Nelly ne l’avait pas laissé achever, elle avait pleuré, supplié, mais en pure perte. La surprise du vieillard n’avait fait que s’accroître, et il avait continué, de plus en plus, à n’y rien comprendre. À la fin, Nelly l’avait laissé, en s’écriant : Ah ! mon Dieu ! mon Dieu ! et s’était élancée hors de la chambre. Le vieux docteur en avait été malade toute la journée, et même il avait été obligé de prendre un potion calmante le soir avant de se coucher.

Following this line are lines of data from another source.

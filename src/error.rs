//! Error types
//!
//! One enum per concern, aggregated by [`Error`]. Nothing in this crate panics
//! across the connection boundary; these errors surface from the explicit
//! encode/decode/transport calls only.

use std::io;

use thiserror::Error;

/// Crate-wide result alias.
pub type Result<T, E = Error> = std::result::Result<T, E>;

/// NID construction and parsing failures.
#[derive(Debug, Clone, PartialEq, Eq, Error)]
pub enum NidError {
    #[error("partition id {0} out of range (max 1023)")]
    PidOutOfRange(u32),
    #[error("local id {0} out of range (max 4194303)")]
    IdOutOfRange(u32),
    #[error("malformed nid string {0:?}")]
    Malformed(String),
    #[error("unknown object type {0:?}")]
    UnknownType(String),
}

/// Failures raised by the serialization backends.
#[derive(Debug, Clone, PartialEq, Error)]
pub enum SerializeError {
    #[error("unexpected end of data reading {what} at offset {offset}")]
    UnexpectedEof { what: &'static str, offset: usize },
    #[error("varint longer than 5 bytes at offset {0}")]
    VarintOverflow(usize),
    #[error("invalid utf-8 in string field {0:?}")]
    InvalidUtf8(String),
    #[error("string table index {0} not defined")]
    UnknownStringIndex(u32),
    #[error("missing field {0:?}")]
    MissingField(String),
    #[error("field {key:?} holds {found}, expected {expected}")]
    TypeMismatch {
        key: String,
        expected: &'static str,
        found: &'static str,
    },
    #[error("section {0:?} closed without being opened")]
    UnbalancedSection(String),
    #[error("tree text line {line}: {reason}")]
    Parse { line: usize, reason: String },
    #[error("tree render failed: {0}")]
    Render(String),
    #[error(transparent)]
    Nid(#[from] NidError),
}

/// Stream framing failures on the receive path.
#[derive(Debug, Clone, PartialEq, Eq, Error)]
pub enum FrameError {
    #[error("frame of {len} bytes exceeds limit {max}")]
    TooLarge { len: usize, max: usize },
    #[error("corrupt length prefix")]
    CorruptPrefix,
}

/// Failures reported by a [`P2pTransport`](crate::network::P2pTransport).
#[derive(Debug, Error)]
pub enum TransportError {
    #[error("peer {0} has no known route")]
    UnknownPeer(crate::network::PeerId),
    #[error("transport is shut down")]
    Closed,
    #[error("send to {peer} on channel {channel} failed: {source}")]
    Send {
        peer: crate::network::PeerId,
        channel: u32,
        #[source]
        source: io::Error,
    },
    #[error(transparent)]
    Io(#[from] io::Error),
}

/// Invalid [`TransportConfig`](crate::config::TransportConfig) values.
#[derive(Debug, Clone, PartialEq, Eq, Error)]
pub enum ConfigError {
    #[error("chunk_size must be at least 1")]
    ZeroChunkSize,
    #[error("poll_interval must be non-zero")]
    ZeroPollInterval,
    #[error("receive_buffer_size {receive} is smaller than chunk_size {chunk}")]
    ReceiveBufferTooSmall { receive: usize, chunk: usize },
    #[error("max_handshake_attempts must be at least 1")]
    ZeroHandshakeAttempts,
    #[error("profiler_window must hold at least 2 samples")]
    ProfilerWindowTooSmall,
}

/// Aggregate error.
#[derive(Debug, Error)]
pub enum Error {
    #[error(transparent)]
    Nid(#[from] NidError),
    #[error(transparent)]
    Serialize(#[from] SerializeError),
    #[error(transparent)]
    Frame(#[from] FrameError),
    #[error(transparent)]
    Transport(#[from] TransportError),
    #[error(transparent)]
    Config(#[from] ConfigError),
    #[error(transparent)]
    Io(#[from] io::Error),
}
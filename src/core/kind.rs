//! Static object-type table
//!
//! Replicated object types are declared once, at compile time, as rows of a
//! `KindTable`. Each row maps a wire tag to a name, says whether the type uses
//! a partitioned id space, and optionally carries a factory used by the
//! session registry to instantiate remote objects.

use std::sync::Arc;

use super::nid::Nid;
use super::registry::Replicated;

/// Wire tag of a replicated object type.
#[derive(Debug, Clone, Copy, PartialEq, Eq, Hash, PartialOrd, Ord, Default)]
pub struct TypeTag(pub u8);

impl TypeTag {
    /// Sentinel for "no type" / "unknown type".
    pub const NONE: TypeTag = TypeTag(0);
}

/// Builds a fresh object for a NID received from a peer.
pub type Factory = fn(Nid) -> Arc<dyn Replicated>;

/// One row of the type table.
#[derive(Debug, Clone, Copy)]
pub struct KindInfo {
    pub tag: TypeTag,
    pub name: &'static str,
    /// Dynamic types carry a pid on the wire.
    pub partitioned: bool,
    pub factory: Option<Factory>,
}

impl KindInfo {
    pub const fn new(tag: TypeTag, name: &'static str, partitioned: bool) -> Self {
        Self {
            tag,
            name,
            partitioned,
            factory: None,
        }
    }

    pub const fn with_factory(mut self, factory: Factory) -> Self {
        self.factory = Some(factory);
        self
    }
}

/// Compile-time list of replicated types.
#[derive(Debug, Clone, Copy)]
pub struct KindTable {
    kinds: &'static [KindInfo],
}

impl KindTable {
    pub const EMPTY: KindTable = KindTable { kinds: &[] };

    pub const fn new(kinds: &'static [KindInfo]) -> Self {
        Self { kinds }
    }

    #[inline]
    pub fn get(&self, tag: TypeTag) -> Option<&'static KindInfo> {
        self.kinds.iter().find(|k| k.tag == tag)
    }

    pub fn by_name(&self, name: &str) -> Option<&'static KindInfo> {
        self.kinds.iter().find(|k| k.name == name)
    }

    #[inline]
    pub fn name(&self, tag: TypeTag) -> Option<&'static str> {
        self.get(tag).map(|k| k.name)
    }

    /// Unknown tags are treated as non-partitioned.
    #[inline]
    pub fn is_partitioned(&self, tag: TypeTag) -> bool {
        self.get(tag).is_some_and(|k| k.partitioned)
    }

    pub fn contains(&self, tag: TypeTag) -> bool {
        self.get(tag).is_some()
    }

    pub fn iter(&self) -> impl Iterator<Item = &'static KindInfo> {
        self.kinds.iter()
    }
}

impl Default for KindTable {
    fn default() -> Self {
        Self::EMPTY
    }
}
//! Protocol layer: serialization and framing
//!
//! - Keyed read/write contract with a binary wire backend and a tree debug
//!   backend
//! - 7-bit varints and the session string table
//! - Message ids, handshake bodies and length-prefixed framing

pub mod binary;
mod contract;
mod encoder;
pub mod message;
mod string_table;
pub mod tree;
pub mod varint;

pub use binary::{BinaryReader, BinaryWriter, DesyncHandler};
pub use contract::{
    Desync, Key, MessageHeader, NidForm, PathPos, Point, PrimitiveKind, Reader, Substate, Writer,
};
pub use encoder::{encode_frame, FrameDecoder, FrameIter};
pub use message::{Accepted, Connect, ConnectReason, IncorrectChannel, MessageId, Probe};
pub use string_table::{Interned, StringTable};
pub use tree::{Field, TreeReader, TreeWriter, Value};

Nelly avait alors couru chez les Masloboïew, qu’elle eut beaucoup de peine à trouver. Masloboïew était à la maison. Alexandra Séménovna leva les mains au ciel, quand Nelly les pria de la prendre chez eux. On lui avait demandé pourquoi elle agissait ainsi, si elle n’était pas bien chez moi. Au lieu de répondre, elle s’était jetée sur une chaise et s’était mise à pleurer. Elle sanglotait si fort, ajouta Alexandra Séménovna, que je craignais qu’elle n’étouffât. Elle voulait qu’on la prit comme cuisinière, comme servante : elle balayerait le plancher, elle apprendrait à blanchir le linge. (Il paraît qu’elle avait fondé des espérances particulières sur ce blanchissage du linge, et qu’elle y voyait le motif d’engagement le plus séduisant.)

Alexandra Séménovna était d’avis de la garder jusqu’à ce que la chose fût tirée au clair, et de me prévenir en attendant ; mais Philippe Philippitch s’y opposa catégoriquement et lui ordonna de me ramener sur-le-champ la petite fugitive. Pendant la route, Alexandra Séménovna la serrait dans ses bras et la couvrait de baisers ; Nelly s’était alors mise à pleurer encore plus fort, ce que voyant, Alexandra Séménovna n’avait pu retenir ses larmes, de sorte qu’elles n’avaient fait que pleurer toutes deux, tout le long du chemin.